■ **Task to complete**:
Give back each line of the material that contains the word "assigned".

Top of Data shown

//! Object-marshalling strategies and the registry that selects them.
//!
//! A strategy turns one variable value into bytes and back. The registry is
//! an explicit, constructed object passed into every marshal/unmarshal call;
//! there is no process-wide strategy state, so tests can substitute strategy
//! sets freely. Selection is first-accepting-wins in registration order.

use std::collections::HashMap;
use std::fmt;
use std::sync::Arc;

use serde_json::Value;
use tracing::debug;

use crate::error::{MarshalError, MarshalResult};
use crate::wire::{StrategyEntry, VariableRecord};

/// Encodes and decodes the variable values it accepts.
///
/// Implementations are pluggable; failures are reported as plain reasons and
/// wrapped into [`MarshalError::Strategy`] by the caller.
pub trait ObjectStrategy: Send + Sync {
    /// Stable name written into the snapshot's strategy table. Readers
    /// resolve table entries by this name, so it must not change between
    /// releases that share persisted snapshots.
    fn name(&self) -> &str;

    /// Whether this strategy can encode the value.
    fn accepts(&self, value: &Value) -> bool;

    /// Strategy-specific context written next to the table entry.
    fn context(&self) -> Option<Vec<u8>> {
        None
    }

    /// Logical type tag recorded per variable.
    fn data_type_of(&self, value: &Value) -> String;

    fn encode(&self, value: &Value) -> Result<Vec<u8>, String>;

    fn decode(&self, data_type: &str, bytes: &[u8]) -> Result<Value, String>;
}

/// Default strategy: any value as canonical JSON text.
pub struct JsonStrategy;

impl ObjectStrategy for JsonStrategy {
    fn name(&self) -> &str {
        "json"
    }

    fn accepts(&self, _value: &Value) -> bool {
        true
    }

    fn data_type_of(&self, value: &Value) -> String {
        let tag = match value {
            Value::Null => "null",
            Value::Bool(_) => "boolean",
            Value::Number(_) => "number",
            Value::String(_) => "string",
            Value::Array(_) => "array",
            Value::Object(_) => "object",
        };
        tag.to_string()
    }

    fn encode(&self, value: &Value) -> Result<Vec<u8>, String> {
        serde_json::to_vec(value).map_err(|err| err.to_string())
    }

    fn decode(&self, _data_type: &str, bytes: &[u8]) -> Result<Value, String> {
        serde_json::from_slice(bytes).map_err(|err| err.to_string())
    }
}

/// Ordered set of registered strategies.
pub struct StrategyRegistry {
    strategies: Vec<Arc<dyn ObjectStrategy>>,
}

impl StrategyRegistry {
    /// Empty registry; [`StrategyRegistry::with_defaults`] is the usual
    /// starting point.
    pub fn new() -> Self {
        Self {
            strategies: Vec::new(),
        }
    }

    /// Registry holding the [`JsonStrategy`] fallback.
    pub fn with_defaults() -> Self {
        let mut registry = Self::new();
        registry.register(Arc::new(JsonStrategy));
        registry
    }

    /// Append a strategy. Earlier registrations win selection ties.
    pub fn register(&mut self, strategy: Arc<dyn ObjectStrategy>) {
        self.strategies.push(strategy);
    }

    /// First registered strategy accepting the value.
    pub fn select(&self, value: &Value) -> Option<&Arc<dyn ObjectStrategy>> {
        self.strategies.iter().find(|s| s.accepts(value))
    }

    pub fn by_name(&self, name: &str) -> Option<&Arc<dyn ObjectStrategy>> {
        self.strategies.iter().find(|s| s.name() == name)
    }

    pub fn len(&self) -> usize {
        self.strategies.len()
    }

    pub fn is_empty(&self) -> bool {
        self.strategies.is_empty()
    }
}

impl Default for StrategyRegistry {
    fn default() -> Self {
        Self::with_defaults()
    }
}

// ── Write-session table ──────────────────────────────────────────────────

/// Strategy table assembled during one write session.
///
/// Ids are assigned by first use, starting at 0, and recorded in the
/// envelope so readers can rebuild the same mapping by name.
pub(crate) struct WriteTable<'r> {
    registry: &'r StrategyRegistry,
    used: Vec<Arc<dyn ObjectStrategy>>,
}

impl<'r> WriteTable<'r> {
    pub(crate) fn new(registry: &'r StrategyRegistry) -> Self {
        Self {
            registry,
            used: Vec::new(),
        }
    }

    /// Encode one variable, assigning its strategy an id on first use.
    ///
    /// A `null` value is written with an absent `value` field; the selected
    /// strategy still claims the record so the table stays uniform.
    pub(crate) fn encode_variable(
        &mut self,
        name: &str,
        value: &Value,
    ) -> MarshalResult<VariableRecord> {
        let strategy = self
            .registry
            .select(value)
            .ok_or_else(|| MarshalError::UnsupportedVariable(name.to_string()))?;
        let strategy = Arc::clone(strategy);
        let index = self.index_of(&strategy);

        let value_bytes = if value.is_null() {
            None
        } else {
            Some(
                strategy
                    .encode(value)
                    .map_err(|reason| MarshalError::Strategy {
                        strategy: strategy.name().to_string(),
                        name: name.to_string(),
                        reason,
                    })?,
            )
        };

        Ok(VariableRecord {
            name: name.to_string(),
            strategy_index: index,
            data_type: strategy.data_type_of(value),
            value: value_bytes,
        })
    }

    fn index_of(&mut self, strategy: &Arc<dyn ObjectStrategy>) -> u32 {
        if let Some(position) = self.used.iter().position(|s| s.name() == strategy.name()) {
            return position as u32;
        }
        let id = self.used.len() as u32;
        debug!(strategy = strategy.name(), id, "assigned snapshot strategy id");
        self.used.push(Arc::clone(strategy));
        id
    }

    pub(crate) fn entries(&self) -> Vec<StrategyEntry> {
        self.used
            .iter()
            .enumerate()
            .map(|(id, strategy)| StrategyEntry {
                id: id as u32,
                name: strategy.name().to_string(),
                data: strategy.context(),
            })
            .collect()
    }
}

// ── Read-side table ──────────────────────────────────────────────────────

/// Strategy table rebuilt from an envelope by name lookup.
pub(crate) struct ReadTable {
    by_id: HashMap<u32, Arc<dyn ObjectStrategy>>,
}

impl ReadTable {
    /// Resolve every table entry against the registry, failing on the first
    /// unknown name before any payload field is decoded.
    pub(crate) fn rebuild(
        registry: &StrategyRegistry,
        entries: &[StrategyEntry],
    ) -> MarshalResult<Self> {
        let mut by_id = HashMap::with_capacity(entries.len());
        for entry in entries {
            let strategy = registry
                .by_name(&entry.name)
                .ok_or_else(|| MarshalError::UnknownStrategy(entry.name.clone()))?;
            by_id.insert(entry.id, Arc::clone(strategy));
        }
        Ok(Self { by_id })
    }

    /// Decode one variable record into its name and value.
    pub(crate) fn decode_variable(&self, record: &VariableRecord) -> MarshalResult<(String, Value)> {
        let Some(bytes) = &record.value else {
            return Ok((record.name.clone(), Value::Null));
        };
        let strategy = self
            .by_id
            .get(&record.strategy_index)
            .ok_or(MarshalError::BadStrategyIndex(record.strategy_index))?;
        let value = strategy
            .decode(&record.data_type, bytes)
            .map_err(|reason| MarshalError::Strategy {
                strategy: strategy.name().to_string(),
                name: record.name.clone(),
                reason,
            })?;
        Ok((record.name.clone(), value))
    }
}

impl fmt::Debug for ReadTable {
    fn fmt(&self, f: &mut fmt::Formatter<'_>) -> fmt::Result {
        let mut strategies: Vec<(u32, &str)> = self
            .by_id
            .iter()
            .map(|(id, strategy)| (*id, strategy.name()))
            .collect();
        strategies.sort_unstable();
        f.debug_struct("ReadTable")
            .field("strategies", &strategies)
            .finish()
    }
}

Bottom of Data shown

■ **Task output**:
/// Ids are assigned by first use, starting at 0, and recorded in the
        debug!(strategy = strategy.name(), id, "assigned snapshot strategy id");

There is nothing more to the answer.